START TASK INPUTS

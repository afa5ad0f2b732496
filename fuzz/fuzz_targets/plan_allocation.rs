#![no_main]

//! Fuzz target for the filter -> rank -> allocate -> aggregate pipeline.
//!
//! Structured input drives the planner; every successful plan is checked
//! against the budget and ordering invariants.

use libfuzzer_sys::fuzz_target;
use qinvest_domain::{InvestmentPlanner, PlanError, RecordedProfit};
use qinvest_types::analysis::QualityAnalysis;
use qinvest_types::artefact::Artefact;
use qinvest_types::plan::PlanRequest;
use qinvest_types::violation::{
    CriteriaOperator, QualityCriteria, QualityRequirement, QualityViolation,
};

#[derive(Debug, arbitrary::Arbitrary)]
struct PlanInput {
    violations: Vec<ViolationInput>,
    base_package: String,
    budget_minutes: i64,
}

#[derive(Debug, arbitrary::Arbitrary)]
struct ViolationInput {
    long_name: String,
    cost: u16,
    profit: Option<f64>,
}

fn violation(input: ViolationInput) -> QualityViolation {
    QualityViolation {
        artefact: Artefact::new(input.long_name, ""),
        requirement: QualityRequirement {
            id: None,
            name: None,
            criteria: QualityCriteria {
                metric_identifier: "cc".to_string(),
                operator: CriteriaOperator::Less,
                threshold: 5.0,
            },
        },
        remediation_cost_minutes: u64::from(input.cost),
        non_remediation_cost_minutes: 0,
        weighting_metric_value: 0.0,
        weighting_metric: String::new(),
        estimated_profit_minutes: input.profit,
    }
}

fuzz_target!(|input: PlanInput| {
    let analysis =
        QualityAnalysis::success(None, input.violations.into_iter().map(violation).collect());
    let request = PlanRequest::new(input.base_package, input.budget_minutes);

    match InvestmentPlanner::new(RecordedProfit).compute(&analysis, &request) {
        Ok(plan) => {
            let budget = request.budget_minutes as u64;
            assert!(plan.total_investment_minutes() <= budget);
            assert!(plan.entries().iter().all(|e| e.profit_minutes() > 0.0));
            let partials = plan.entries().iter().filter(|e| e.is_partial()).count();
            assert!(partials <= 1);
            if partials == 1 {
                assert!(plan.entries().last().is_some_and(|e| e.is_partial()));
            }
        }
        Err(PlanError::InvalidArgument { .. }) => assert!(request.budget_minutes < 0),
        Err(PlanError::ComputationFailed { .. }) => {}
    }
});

END TASK INPUTS

TASK GOAL -
Search the entries for the word "violations" and gather every line where it appears.

TASK OUTPUT -
    violations: Vec<ViolationInput>,
        QualityAnalysis::success(None, input.violations.into_iter().map(violation).collect());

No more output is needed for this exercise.